None of this comes together, though. In fact, the two parts fail to co-exist at all. You get 20 minutes of war followed by 40 minutes of earnest love talk, then back to the war. The war scenes are about as competently directed as an episode of "The Rat Patrol", with idiotically sequenced insert shots (like soldiers shooting up at people we then see falling in a river) and noble, servile Kachin dying with meek apologies to "Dua" Reynolds. War is hell for Tom, who loses both his monkey and his favorite gun caddy, a faithful Kachin who hands him a new automatic every time Reynolds empties a magazine on the enemy.
The romance is even worse. Sinatra and Lollabrigida have no chemistry, she can't act, and director John Sturges' idea of story advancement is to focus on her bustline and hope you don't notice the dialogue. And what dialogue!
Him: "I hanker for you alone."
Her: "Why don't you go back to the hills and play with your popguns!"
Henreid warns Lollabrigida he won't let her go then disappears for the rest of the movie, leaving Lollabrigida and Sinatra to kiss like dead fish in front of bad process shots.
The film generates a bit of interest an hour or so in, when Reynolds and his men discover the Japanese are not the only force they have to fight. But the resolution of this angle is both trite and ugly, involving the wholesale slaughter of captured prisoners while the camera focuses on Sinatra, looking so sad his previously disapproving medic (Peter Lawford, better than usual here) has to pat his shoulder to let him and the audience know it's alright.

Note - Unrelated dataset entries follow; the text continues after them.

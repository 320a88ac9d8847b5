//! Configuration-driven setup through `MailerComponent`.

#![allow(clippy::unwrap_used, clippy::expect_used)]

mod common;

use mailwright::{Mailer, MailerComponent, MailerConfig, MessageFields, Resources};
use serde_json::json;

use common::{FakeSmtpServer, ServerScript};

#[tokio::test]
async fn smtp_component_from_json_delivers_with_defaults() {
    let server = FakeSmtpServer::start(ServerScript::default()).await;
    let config: MailerConfig = serde_json::from_value(json!({
        "backend": "smtp",
        "resource_name": "notifications",
        "args": {
            "host": "127.0.0.1",
            "port": server.port,
            "local_hostname": "app.test",
            "timeout": 5,
            "message_defaults": {
                "sender": "App <app@example.com>",
                "to": "ops@example.com",
                "subject": "Notification"
            }
        }
    }))
    .unwrap();

    let mut component = MailerComponent::from_config(config).unwrap();
    let mailer = component.start(&Resources::new()).await.unwrap();
    assert_eq!(
        mailer.to_string(),
        format!("SmtpMailer(host=\"127.0.0.1\", port={})", server.port)
    );

    mailer
        .create_and_deliver(MessageFields::new().plain_body("disk almost full"))
        .await
        .unwrap();

    let session = server.only_session();
    assert_eq!(
        session.commands,
        vec![
            "EHLO app.test",
            "MAIL FROM:<app@example.com>",
            "RCPT TO:<ops@example.com>",
            "DATA",
            "QUIT"
        ]
    );
    let data = session.message_text(0);
    assert!(data.starts_with("Subject: Notification\r\nFrom: App <app@example.com>\r\nTo: ops@example.com\r\n"));
}

#[tokio::test]
async fn create_and_deliver_without_body_fails() {
    let mut component = MailerComponent::new("mock", "default", json!({})).unwrap();
    let mailer = component.start(&Resources::new()).await.unwrap();

    let err = mailer
        .create_and_deliver(MessageFields::new().subject("empty"))
        .await
        .unwrap_err();
    assert!(err.message().is_none());
    assert_eq!(
        err.to_string(),
        "error sending mail message: message needs a plain text or HTML body"
    );
}
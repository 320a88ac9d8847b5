//! Stream types for SMTP connections.

use std::io;
use std::pin::Pin;
use std::sync::Arc;
use std::task::{Context, Poll};
use std::time::Duration;

use rustls::ClientConfig;
use rustls::pki_types::ServerName;
use tokio::io::{AsyncRead, AsyncWrite, ReadBuf};
use tokio::net::TcpStream;
use tokio_rustls::TlsConnector;
use tokio_rustls::client::TlsStream;
use tracing::debug;

use crate::{Error, Result};

/// A stream that can be either plaintext or TLS.
#[derive(Debug, Default)]
pub enum SmtpStream {
    /// Plaintext TCP stream.
    Plain(TcpStream),
    /// TLS-encrypted stream (boxed to reduce enum size).
    Tls(Box<TlsStream<TcpStream>>),
    /// Placeholder while the stream is being upgraded, or after a failed upgrade.
    #[default]
    Closed,
}

impl SmtpStream {
    /// Returns true if the stream is TLS-encrypted.
    #[must_use]
    pub const fn is_tls(&self) -> bool {
        matches!(self, Self::Tls(_))
    }

    /// Performs the TLS handshake on a plaintext stream (STARTTLS).
    ///
    /// On failure the stream is left `Closed`.
    ///
    /// # Errors
    ///
    /// Returns an error if the stream is not plaintext, the host name is not
    /// a valid server name, or the handshake fails or times out.
    pub async fn upgrade_to_tls(
        &mut self,
        host: &str,
        config: Arc<ClientConfig>,
        timeout: Duration,
    ) -> Result<()> {
        let tcp = match std::mem::take(self) {
            Self::Plain(tcp) => tcp,
            other => {
                *self = other;
                return Err(Error::InvalidState(
                    "STARTTLS requires a plaintext stream".to_string(),
                ));
            }
        };

        let tls = tls_handshake(tcp, host, config, timeout).await?;
        *self = Self::Tls(Box::new(tls));
        Ok(())
    }
}

impl AsyncRead for SmtpStream {
    fn poll_read(
        self: Pin<&mut Self>,
        cx: &mut Context<'_>,
        buf: &mut ReadBuf<'_>,
    ) -> Poll<io::Result<()>> {
        match self.get_mut() {
            Self::Plain(stream) => Pin::new(stream).poll_read(cx, buf),
            Self::Tls(stream) => Pin::new(stream).poll_read(cx, buf),
            Self::Closed => Poll::Ready(Ok(())),
        }
    }
}

impl AsyncWrite for SmtpStream {
    fn poll_write(
        self: Pin<&mut Self>,
        cx: &mut Context<'_>,
        buf: &[u8],
    ) -> Poll<io::Result<usize>> {
        match self.get_mut() {
            Self::Plain(stream) => Pin::new(stream).poll_write(cx, buf),
            Self::Tls(stream) => Pin::new(stream).poll_write(cx, buf),
            Self::Closed => Poll::Ready(Err(io::ErrorKind::NotConnected.into())),
        }
    }

    fn poll_flush(self: Pin<&mut Self>, cx: &mut Context<'_>) -> Poll<io::Result<()>> {
        match self.get_mut() {
            Self::Plain(stream) => Pin::new(stream).poll_flush(cx),
            Self::Tls(stream) => Pin::new(stream).poll_flush(cx),
            Self::Closed => Poll::Ready(Ok(())),
        }
    }

    fn poll_shutdown(self: Pin<&mut Self>, cx: &mut Context<'_>) -> Poll<io::Result<()>> {
        match self.get_mut() {
            Self::Plain(stream) => Pin::new(stream).poll_shutdown(cx),
            Self::Tls(stream) => Pin::new(stream).poll_shutdown(cx),
            Self::Closed => Poll::Ready(Ok(())),
        }
    }
}

/// Opens a connection to `host:port`, with an implicit TLS handshake when
/// `tls` is given. The whole attempt is bounded by `timeout`.
///
/// # Errors
///
/// DNS failure, refusal, timeout and handshake failure are all reported as
/// [`Error::Connect`].
pub async fn connect(
    host: &str,
    port: u16,
    tls: Option<Arc<ClientConfig>>,
    timeout: Duration,
) -> Result<SmtpStream> {
    let connect_error = |source: io::Error| Error::Connect {
        host: host.to_string(),
        port,
        source,
    };

    debug!(host, port, implicit_tls = tls.is_some(), "Opening SMTP connection");
    let tcp = tokio::time::timeout(timeout, TcpStream::connect((host, port)))
        .await
        .map_err(|_| connect_error(io::ErrorKind::TimedOut.into()))?
        .map_err(connect_error)?;

    match tls {
        None => Ok(SmtpStream::Plain(tcp)),
        Some(config) => {
            let stream = tls_handshake(tcp, host, config, timeout)
                .await
                .map_err(|e| match e {
                    Error::Io(source) => connect_error(source),
                    Error::Timeout(_) => connect_error(io::ErrorKind::TimedOut.into()),
                    other => other,
                })?;
            Ok(SmtpStream::Tls(Box::new(stream)))
        }
    }
}

async fn tls_handshake(
    tcp: TcpStream,
    host: &str,
    config: Arc<ClientConfig>,
    timeout: Duration,
) -> Result<TlsStream<TcpStream>> {
    let server_name = ServerName::try_from(host.to_string())?;
    let connector = TlsConnector::from(config);
    let stream = tokio::time::timeout(timeout, connector.connect(server_name, tcp))
        .await
        .map_err(|_| Error::Timeout(timeout))??;
    Ok(stream)
}

/// Client configuration trusting the Mozilla root set from `webpki-roots`.
#[must_use]
pub fn default_tls_config() -> Arc<ClientConfig> {
    let root_store = rustls::RootCertStore {
        roots: webpki_roots::TLS_SERVER_ROOTS.to_vec(),
    };

    let config = ClientConfig::builder()
        .with_root_certificates(root_store)
        .with_no_client_auth();

    Arc::new(config)
}

#[cfg(test)]
#[allow(clippy::unwrap_used)]
mod tests {
    use super::*;
    use tokio::io::{AsyncReadExt, AsyncWriteExt};
    use tokio::net::TcpListener;

    #[tokio::test]
    async fn connect_refused_names_host_and_port() {
        // Bind then drop to get a port nobody listens on.
        let listener = TcpListener::bind("127.0.0.1:0").await.unwrap();
        let port = listener.local_addr().unwrap().port();
        drop(listener);

        let err = connect("127.0.0.1", port, None, Duration::from_secs(5))
            .await
            .unwrap_err();
        assert!(matches!(err, Error::Connect { .. }));
        assert!(
            err.to_string()
                .starts_with(&format!("Error connecting to 127.0.0.1 on port {port}"))
        );
    }

    #[tokio::test]
    async fn plain_connect_round_trip() {
        let listener = TcpListener::bind("127.0.0.1:0").await.unwrap();
        let port = listener.local_addr().unwrap().port();
        let server = tokio::spawn(async move {
            let (mut socket, _) = listener.accept().await.unwrap();
            socket.write_all(b"220 hi\r\n").await.unwrap();
        });

        let mut stream = connect("127.0.0.1", port, None, Duration::from_secs(5))
            .await
            .unwrap();
        assert!(!stream.is_tls());
        let mut buf = String::new();
        stream.read_to_string(&mut buf).await.unwrap();
        assert_eq!(buf, "220 hi\r\n");
        server.await.unwrap();
    }

    #[tokio::test]
    async fn closed_stream_reads_eof_and_rejects_writes() {
        let mut stream = SmtpStream::Closed;
        let mut buf = [0u8; 8];
        assert_eq!(stream.read(&mut buf).await.unwrap(), 0);
        assert!(stream.write_all(b"x").await.is_err());
    }

    #[tokio::test]
    async fn upgrade_requires_plain_stream() {
        let mut stream = SmtpStream::Closed;
        let err = stream
            .upgrade_to_tls("localhost", default_tls_config(), Duration::from_secs(1))
            .await
            .unwrap_err();
        assert!(matches!(err, Error::InvalidState(_)));
        assert!(matches!(stream, SmtpStream::Closed));
    }
}
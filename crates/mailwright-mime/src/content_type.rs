//! MIME content type handling.

use std::fmt;

use crate::error::{Error, Result};

/// MIME content type with parameters.
#[derive(Debug, Clone, PartialEq, Eq)]
pub struct ContentType {
    /// Main type (e.g., "text", "image", "multipart").
    pub main_type: String,
    /// Subtype (e.g., "plain", "html", "jpeg").
    pub sub_type: String,
    /// Parameters in output order (e.g., charset=utf-8, boundary=xxx).
    pub parameters: Vec<(String, String)>,
}

impl ContentType {
    /// Creates a new content type.
    #[must_use]
    pub fn new(main_type: impl Into<String>, sub_type: impl Into<String>) -> Self {
        Self {
            main_type: main_type.into(),
            sub_type: sub_type.into(),
            parameters: Vec::new(),
        }
    }

    /// Creates a `text/<subtype>` content type with a charset.
    #[must_use]
    pub fn text(sub_type: impl Into<String>, charset: impl Into<String>) -> Self {
        Self::new("text", sub_type).with_parameter("charset", charset)
    }

    /// Creates a `multipart/<subtype>` content type with boundary.
    #[must_use]
    pub fn multipart(sub_type: impl Into<String>, boundary: impl Into<String>) -> Self {
        Self::new("multipart", sub_type).with_parameter("boundary", boundary)
    }

    /// Parses an attachment MIME type given as `type/subtype`.
    ///
    /// Both halves must be non-empty tokens; parameters are not accepted.
    ///
    /// # Errors
    ///
    /// Returns [`Error::InvalidMimeType`] for anything else.
    pub fn parse_essence(s: &str) -> Result<Self> {
        let invalid = || Error::InvalidMimeType(s.to_string());
        let (main, sub) = s.trim().split_once('/').ok_or_else(invalid)?;

        let is_token = |part: &str| {
            !part.is_empty()
                && part
                    .chars()
                    .all(|c| c.is_ascii_graphic() && !"()<>@,;:\\\"/[]?=".contains(c))
        };
        if !is_token(main) || !is_token(sub) {
            return Err(invalid());
        }

        Ok(Self::new(main.to_ascii_lowercase(), sub.to_ascii_lowercase()))
    }

    /// Guesses the content type from a file name, defaulting to
    /// `application/octet-stream`.
    #[must_use]
    pub fn guess_from_filename(filename: &str) -> Self {
        let mime = mime_guess::from_path(filename).first_or_octet_stream();
        Self::new(mime.type_().as_str(), mime.subtype().as_str())
    }

    /// Adds a parameter, replacing an existing one of the same name.
    #[must_use]
    pub fn with_parameter(mut self, key: impl Into<String>, value: impl Into<String>) -> Self {
        let key = key.into();
        let value = value.into();
        if let Some(slot) = self
            .parameters
            .iter_mut()
            .find(|(k, _)| k.eq_ignore_ascii_case(&key))
        {
            slot.1 = value;
        } else {
            self.parameters.push((key, value));
        }
        self
    }

    /// Returns a parameter value.
    #[must_use]
    pub fn parameter(&self, key: &str) -> Option<&str> {
        self.parameters
            .iter()
            .find(|(k, _)| k.eq_ignore_ascii_case(key))
            .map(|(_, v)| v.as_str())
    }

    /// Returns the charset parameter if present.
    #[must_use]
    pub fn charset(&self) -> Option<&str> {
        self.parameter("charset")
    }

    /// Returns the boundary parameter if present.
    #[must_use]
    pub fn boundary(&self) -> Option<&str> {
        self.parameter("boundary")
    }

    /// Returns `type/subtype` without parameters.
    #[must_use]
    pub fn essence(&self) -> String {
        format!("{}/{}", self.main_type, self.sub_type)
    }

    /// Checks if this is a multipart content type.
    #[must_use]
    pub fn is_multipart(&self) -> bool {
        self.main_type.eq_ignore_ascii_case("multipart")
    }

    /// Checks if this is a text content type.
    #[must_use]
    pub fn is_text(&self) -> bool {
        self.main_type.eq_ignore_ascii_case("text")
    }

    /// Parses a full content type header value.
    ///
    /// Format: `type/subtype; param1=value1; param2="value 2"`
    ///
    /// # Errors
    ///
    /// Returns an error if `type/subtype` is malformed.
    pub fn parse(s: &str) -> Result<Self> {
        let mut parts = s.split(';');
        let mut content_type = Self::parse_essence(parts.next().unwrap_or_default())?;

        for param in parts {
            if let Some((key, value)) = param.trim().split_once('=') {
                let value = value.trim().trim_matches('"').to_string();
                content_type = content_type.with_parameter(key.trim().to_ascii_lowercase(), value);
            }
        }

        Ok(content_type)
    }
}

impl fmt::Display for ContentType {
    fn fmt(&self, f: &mut fmt::Formatter<'_>) -> fmt::Result {
        write!(f, "{}/{}", self.main_type, self.sub_type)?;

        for (key, value) in &self.parameters {
            // Quote value if it contains special characters
            if value.is_empty()
                || value.contains(|c: char| c.is_whitespace() || "()<>@,;:\\\"/[]?=".contains(c))
            {
                write!(f, "; {key}=\"{value}\"")?;
            } else {
                write!(f, "; {key}={value}")?;
            }
        }

        Ok(())
    }
}
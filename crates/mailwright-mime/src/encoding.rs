//! Transfer and header encodings.
//!
//! Supports Base64, Quoted-Printable, RFC 2047 header encoding and RFC 2231
//! parameter encoding, plus charset conversion through `encoding_rs`.

use std::fmt::Write as _;

use base64::Engine;
use base64::engine::general_purpose::STANDARD;
use encoding_rs::Encoding;

use crate::error::{Error, Result};

/// Maximum encoded line length (RFC 2045 section 6.7/6.8).
const MAX_LINE_LENGTH: usize = 76;

/// Longest run of raw bytes carried by one RFC 2047 encoded-word
/// (`=?utf-8?B?` + 60 base64 chars + `?=` = 72 <= 75).
const ENCODED_WORD_BYTES: usize = 45;

/// Encodes data as Base64 with CRLF-terminated 76-column lines.
#[must_use]
pub fn encode_base64(data: &[u8]) -> String {
    let encoded = STANDARD.encode(data);
    let mut out = String::with_capacity(encoded.len() + encoded.len() / MAX_LINE_LENGTH * 2 + 2);

    for (i, c) in encoded.chars().enumerate() {
        if i > 0 && i % MAX_LINE_LENGTH == 0 {
            out.push_str("\r\n");
        }
        out.push(c);
    }
    if !encoded.is_empty() {
        out.push_str("\r\n");
    }
    out
}

/// Encodes bytes using Quoted-Printable encoding (RFC 2045).
///
/// Input line breaks (LF or CRLF) become hard CRLF breaks; long lines get
/// `=` soft breaks. Whitespace at the end of a line is always escaped.
#[must_use]
pub fn encode_quoted_printable(data: &[u8]) -> String {
    let mut out = String::with_capacity(data.len() + data.len() / 2);
    let mut lines = data.split(|b| *b == b'\n').peekable();

    while let Some(line) = lines.next() {
        let line = line.strip_suffix(b"\r").unwrap_or(line);
        encode_qp_line(line, &mut out);
        if lines.peek().is_some() {
            out.push_str("\r\n");
        }
    }
    out
}

fn encode_qp_line(line: &[u8], out: &mut String) {
    let mut column = 0;

    for (i, &byte) in line.iter().enumerate() {
        let is_last = i + 1 == line.len();
        let literal = matches!(byte, b'!'..=b'<' | b'>'..=b'~')
            || (matches!(byte, b' ' | b'\t') && !is_last);
        let width = if literal { 1 } else { 3 };

        // Leave room for the trailing '=' of a soft break.
        if column + width > MAX_LINE_LENGTH - 1 {
            out.push_str("=\r\n");
            column = 0;
        }

        if literal {
            out.push(char::from(byte));
        } else {
            let _ = write!(out, "={byte:02X}");
        }
        column += width;
    }
}

/// Returns true if a header value must be RFC 2047 encoded.
#[must_use]
pub fn needs_header_encoding(text: &str) -> bool {
    !text.is_ascii() || text.chars().any(|c| c.is_ascii_control()) || text.contains("=?")
}

/// Encodes header text as UTF-8 RFC 2047 encoded-words where necessary.
///
/// Words are at most 75 characters and separated by single spaces, so the
/// header folder may break between them.
#[must_use]
pub fn encode_rfc2047(text: &str) -> String {
    if !needs_header_encoding(text) {
        return text.to_string();
    }

    let mut words = Vec::new();
    let mut chunk_start = 0;
    let mut chunk_len = 0;

    for (idx, ch) in text.char_indices() {
        let len = ch.len_utf8();
        if chunk_len + len > ENCODED_WORD_BYTES {
            words.push(encoded_word(&text[chunk_start..idx]));
            chunk_start = idx;
            chunk_len = 0;
        }
        chunk_len += len;
    }
    words.push(encoded_word(&text[chunk_start..]));

    words.join(" ")
}

fn encoded_word(chunk: &str) -> String {
    format!("=?utf-8?B?{}?=", STANDARD.encode(chunk.as_bytes()))
}

/// Encodes a MIME parameter per RFC 2231 when it is not plain ASCII.
///
/// Returns `name="value"` for ASCII values and `name*=utf-8''pct-encoded` otherwise.
#[must_use]
pub fn encode_parameter(name: &str, value: &str) -> String {
    if value.is_ascii() && !value.chars().any(|c| c.is_ascii_control()) {
        let escaped = value.replace('\\', "\\\\").replace('"', "\\\"");
        return format!("{name}=\"{escaped}\"");
    }

    let mut encoded = String::with_capacity(value.len() * 3);
    for byte in value.bytes() {
        if byte.is_ascii_alphanumeric() || b"!#$&+-.^_`|~".contains(&byte) {
            encoded.push(char::from(byte));
        } else {
            let _ = write!(encoded, "%{byte:02X}");
        }
    }
    format!("{name}*=utf-8''{encoded}")
}

/// A charset resolved through `encoding_rs`.
#[derive(Debug, Clone, Copy, PartialEq, Eq)]
pub struct Charset {
    encoding: &'static Encoding,
}

impl Charset {
    /// Looks up a charset label (`utf-8`, `latin1`, `iso-8859-15`, ...).
    ///
    /// # Errors
    ///
    /// Returns [`Error::UnknownCharset`] for labels the WHATWG Encoding
    /// Standard does not know.
    pub fn for_label(label: &str) -> Result<Self> {
        Encoding::for_label(label.trim().as_bytes())
            .map(|encoding| Self {
                encoding: encoding.output_encoding(),
            })
            .ok_or_else(|| Error::UnknownCharset(label.to_string()))
    }

    /// Canonical name used in `charset=` parameters.
    #[must_use]
    pub fn name(self) -> &'static str {
        match self.encoding.name() {
            "UTF-8" => "utf-8",
            other => other,
        }
    }

    /// Encodes `text`.
    ///
    /// # Errors
    ///
    /// Returns [`Error::Unencodable`] if a character has no representation
    /// in this charset.
    pub fn encode(self, text: &str) -> Result<Vec<u8>> {
        let (bytes, _, had_errors) = self.encoding.encode(text);
        if had_errors {
            return Err(Error::Unencodable(self.name().to_string()));
        }
        Ok(bytes.into_owned())
    }
}

#[cfg(test)]
#[allow(clippy::unwrap_used)]
mod tests {
    use super::*;
    use proptest::prelude::*;

    #[test]
    fn test_base64_wraps_at_76_columns() {
        let data = vec![b'x'; 200];
        let encoded = encode_base64(&data);
        let lines: Vec<&str> = encoded.split("\r\n").collect();
        assert!(lines[..lines.len() - 1].iter().all(|l| l.len() <= 76));
        assert_eq!(lines[0].len(), 76);
        assert!(encoded.ends_with("\r\n"));

        let joined: String = lines.concat();
        assert_eq!(STANDARD.decode(joined).unwrap(), data);
    }

    #[test]
    fn test_base64_empty() {
        assert_eq!(encode_base64(b""), "");
    }

    #[test]
    fn test_quoted_printable_ascii_passthrough() {
        assert_eq!(encode_quoted_printable(b"Hello, World!"), "Hello, World!");
    }

    #[test]
    fn test_quoted_printable_escapes() {
        let encoded = encode_quoted_printable("Héllo a=b".as_bytes());
        assert_eq!(encoded, "H=C3=A9llo a=3Db");
    }

    #[test]
    fn test_quoted_printable_hard_line_breaks() {
        let encoded = encode_quoted_printable(b"one\ntwo\r\nthree trailing \n");
        assert_eq!(encoded, "one\r\ntwo\r\nthree trailing=20\r\n");
    }

    #[test]
    fn test_quoted_printable_soft_breaks() {
        let long = "é".repeat(40);
        let encoded = encode_quoted_printable(long.as_bytes());
        for line in encoded.split("\r\n") {
            assert!(line.len() <= 76, "line too long: {line}");
        }
        assert!(encoded.contains("=\r\n"));
    }

    #[test]
    fn test_rfc2047_plain_ascii_untouched() {
        assert_eq!(encode_rfc2047("Hello"), "Hello");
    }

    #[test]
    fn test_rfc2047_encodes_non_ascii() {
        assert_eq!(encode_rfc2047("Héllo"), "=?utf-8?B?SMOpbGxv?=");
    }

    #[test]
    fn test_rfc2047_splits_long_text_on_char_boundaries() {
        let subject = "Grüße aus Köln, ".repeat(8);
        let encoded = encode_rfc2047(&subject);
        let words: Vec<&str> = encoded.split(' ').collect();
        assert!(words.len() > 1);

        let mut decoded = Vec::new();
        for word in words {
            assert!(word.len() <= 75);
            let inner = word
                .strip_prefix("=?utf-8?B?")
                .and_then(|w| w.strip_suffix("?="))
                .unwrap();
            let bytes = STANDARD.decode(inner).unwrap();
            // Each word must be valid UTF-8 by itself.
            assert!(std::str::from_utf8(&bytes).is_ok());
            decoded.extend(bytes);
        }
        assert_eq!(String::from_utf8(decoded).unwrap(), subject);
    }

    #[test]
    fn test_parameter_encoding() {
        assert_eq!(encode_parameter("filename", "a.txt"), "filename=\"a.txt\"");
        assert_eq!(
            encode_parameter("filename", "say \"hi\".txt"),
            "filename=\"say \\\"hi\\\".txt\""
        );
        assert_eq!(
            encode_parameter("filename", "résumé.pdf"),
            "filename*=utf-8''r%C3%A9sum%C3%A9.pdf"
        );
    }

    #[test]
    fn test_charset_lookup() {
        assert_eq!(Charset::for_label("utf-8").unwrap().name(), "utf-8");
        assert_eq!(Charset::for_label("UTF8").unwrap().name(), "utf-8");
        assert_eq!(Charset::for_label("latin1").unwrap().name(), "windows-1252");
        assert!(matches!(
            Charset::for_label("klingon"),
            Err(Error::UnknownCharset(_))
        ));
    }

    #[test]
    fn test_charset_encode() {
        let latin = Charset::for_label("iso-8859-15").unwrap();
        assert_eq!(latin.encode("é").unwrap(), vec![0xE9]);
        assert!(matches!(latin.encode("日本"), Err(Error::Unencodable(_))));
    }

    proptest! {
        #[test]
        fn quoted_printable_lines_fit(data in proptest::collection::vec(any::<u8>(), 0..600)) {
            let encoded = encode_quoted_printable(&data);
            prop_assert!(encoded.is_ascii());
            for line in encoded.split("\r\n") {
                prop_assert!(line.len() <= 76, "line too long: {line:?}");
                prop_assert!(!line.ends_with(' ') && !line.ends_with('\t'));
            }
        }

        #[test]
        fn encoded_words_stay_short(text in "\\PC{0,120}") {
            for word in encode_rfc2047(&text).split(' ') {
                prop_assert!(word.len() <= 75 || !needs_header_encoding(&text));
            }
        }
    }
}
//! Error taxonomy for l10n release orchestration.
//!
//! Skip outcomes (`skipped`, `private`) are not errors; they are recorded as a
//! [`ReleaseStatus`](crate::context::ReleaseStatus) on the outcome record.

use std::fmt;
use std::path::PathBuf;

use crate::context::ReleaseContext;

/// Problems with `.tag-releaserc.json` or the run settings. Fatal at startup.
#[derive(Debug, thiserror::Error)]
pub enum ConfigError {
    #[error("config file not found: {0}")]
    NotFound(PathBuf),

    #[error("failed to read config {path}: {source}")]
    Read {
        path: PathBuf,
        #[source]
        source: std::io::Error,
    },

    #[error("malformed config {path}: {source}")]
    Malformed {
        path: PathBuf,
        #[source]
        source: serde_json::Error,
    },

    #[error("config has no `l10n` repositories")]
    EmptyRepositoryList,

    #[error("config `rootDirectory` must not be empty")]
    EmptyRootDirectory,

    #[error("repository entry #{index} is missing `{field}`")]
    MissingField { index: usize, field: &'static str },

    #[error("invalid host flag for {repo}: {value:?} (expected \"true\" or \"false\")")]
    InvalidHostFlag { repo: String, value: String },

    #[error("unknown release type: {0}")]
    UnknownReleaseType(String),
}

/// Failure of a single workflow step's underlying operation.
#[derive(Debug, thiserror::Error)]
pub enum StepError {
    #[error("`git {command}` failed: {stderr}")]
    Git { command: String, stderr: String },

    #[error("`git {command}` produced more than {limit} bytes of output")]
    OutputTooLarge { command: String, limit: usize },

    #[error("manifest error in {path}: {reason}")]
    Manifest { path: PathBuf, reason: String },

    #[error("invalid version {version:?}: {source}")]
    Version {
        version: String,
        #[source]
        source: semver::Error,
    },

    #[error("io error: {0}")]
    Io(#[from] std::io::Error),

    #[error("serialization error: {0}")]
    Serialization(#[from] serde_json::Error),

    #[error("{0}")]
    Other(String),
}

/// A step failure together with where it happened.
///
/// `context` is the context as it stood before the failing step ran; the
/// executor performs no rollback.
#[derive(Debug, thiserror::Error)]
#[error("workflow `{workflow}` failed at step `{step}`: {source}")]
pub struct WorkflowError {
    pub workflow: String,
    pub step: String,
    #[source]
    pub source: StepError,
    pub context: Box<ReleaseContext>,
}

/// Orchestrator state in which a failure surfaced.
#[derive(Debug, Clone, Copy, PartialEq, Eq)]
pub enum Phase {
    Sync,
    Checkout,
    Visibility,
    Release,
    Check,
    QaBump,
}

impl fmt::Display for Phase {
    fn fmt(&self, f: &mut fmt::Formatter<'_>) -> fmt::Result {
        let name = match self {
            Phase::Sync => "sync",
            Phase::Checkout => "checkout",
            Phase::Visibility => "visibility check",
            Phase::Release => "release",
            Phase::Check => "check",
            Phase::QaBump => "qa bump",
        };
        f.write_str(name)
    }
}

/// Top-level errors produced by a release run.
#[derive(Debug, thiserror::Error)]
pub enum ReleaseError {
    #[error(transparent)]
    Config(#[from] ConfigError),

    #[error("{repo}: {phase} failed: {source}")]
    Workflow {
        repo: String,
        phase: Phase,
        #[source]
        source: WorkflowError,
    },

    #[error("{repo}: {phase} failed: {source}")]
    Probe {
        repo: String,
        phase: Phase,
        #[source]
        source: StepError,
    },

    #[error("check workflow contains mutating step `{step}`")]
    MutatingCheckStep { step: String },
}

impl ReleaseError {
    /// Repository the failure is attributed to, if any.
    pub fn repo(&self) -> Option<&str> {
        match self {
            ReleaseError::Workflow { repo, .. } | ReleaseError::Probe { repo, .. } => Some(repo),
            _ => None,
        }
    }
}

/// Result type for step operations.
pub type StepResult<T> = std::result::Result<T, StepError>;

/// Result type for release runs.
pub type ReleaseResult<T> = std::result::Result<T, ReleaseError>;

McQueen at least mines his on-screen time to showcase his talents as an action man, and occasional scene stealer with the aid of handy props, like a slice of watermelon or a mortar. Competing with Charles Bronson, Brian Donlevy, and Richard Johnson as Reynolds' monocle-wearing British pal, McQueen hardly has to break a sweat.
The worst performance here is Sinatra's, who just drips with self-importance, whether wearing an ugly goatee (Mitch Miller must have really got to him) or trying to sound like Hemingway with stiff lines like: "You have tasted the pain of wound in combat." Sinatra was not just good but great in parts where he allowed himself to project insecurity. But too often, when permitted to coast, he gave performances like this one, showcasing the boor he could be in life from time to time.
"Never So Few" drags for more than two hours, long enough to listen to four of his Capitol albums. Guess which is a better investment of your time.